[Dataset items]
......
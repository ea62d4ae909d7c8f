use glam::{Quat, Vec3};
use serde::{Deserialize, Serialize};

#[derive(Serialize, Deserialize, Clone, Copy, Default, Debug, PartialEq)]
pub struct Pose {
    pub orientation: Quat, // NB: default Quat is identity
    pub position: Vec3,
}

/// Pose expressed in application units, as consumed by the front-end. The scale is always one,
/// trackers have no notion of size.
#[derive(Serialize, Deserialize, Clone, Copy, Debug, PartialEq)]
pub struct Transform {
    pub rotation: Quat,
    pub translation: Vec3,
    pub scale: Vec3,
}

impl Transform {
    pub const IDENTITY: Transform = Transform {
        rotation: Quat::IDENTITY,
        translation: Vec3::ZERO,
        scale: Vec3::ONE,
    };

    // `world_to_meters` is the number of application units in one meter
    pub fn from_pose(pose: Pose, world_to_meters: f32) -> Self {
        Transform {
            rotation: pose.orientation,
            translation: pose.position * world_to_meters,
            scale: Vec3::ONE,
        }
    }
}

impl Default for Transform {
    fn default() -> Self {
        Self::IDENTITY
    }
}
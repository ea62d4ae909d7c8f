pub mod logging;
mod primitives;

pub use anyhow;
pub use glam;
pub use log::{debug, error, info, warn};
pub use logging::{ToAny, show_err, show_warn};
pub use once_cell;
pub use parking_lot;
pub use primitives::*;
......
## TRY IT
Exactly as they appear above, set down all of the records once more.

## EXERCISE OUTPUT
repository ea62d4ae909d7c8f
use glam::{Quat, Vec3};
use serde::{Deserialize, Serialize};

#[derive(Serialize, Deserialize, Clone, Copy, Default, Debug, PartialEq)]
pub struct Pose {
    pub orientation: Quat, // NB: default Quat is identity
    pub position: Vec3,
}

/// Pose expressed in application units, as consumed by the front-end. The scale is always one,
/// trackers have no notion of size.
#[derive(Serialize, Deserialize, Clone, Copy, Debug, PartialEq)]
pub struct Transform {
    pub rotation: Quat,
    pub translation: Vec3,
    pub scale: Vec3,
}

impl Transform {
    pub const IDENTITY: Transform = Transform {
        rotation: Quat::IDENTITY,
        translation: Vec3::ZERO,
        scale: Vec3::ONE,
    };

    // `world_to_meters` is the number of application units in one meter
    pub fn from_pose(pose: Pose, world_to_meters: f32) -> Self {
        Transform {
            rotation: pose.orientation,
            translation: pose.position * world_to_meters,
            scale: Vec3::ONE,
        }
    }
}

impl Default for Transform {
    fn default() -> Self {
        Self::IDENTITY
    }
}
repository ea62d4ae909d7c8f
pub mod logging;
mod primitives;

pub use anyhow;
pub use glam;
pub use log::{debug, error, info, warn};
pub use logging::{ToAny, show_err, show_warn};
pub use once_cell;
pub use parking_lot;
pub use primitives::*;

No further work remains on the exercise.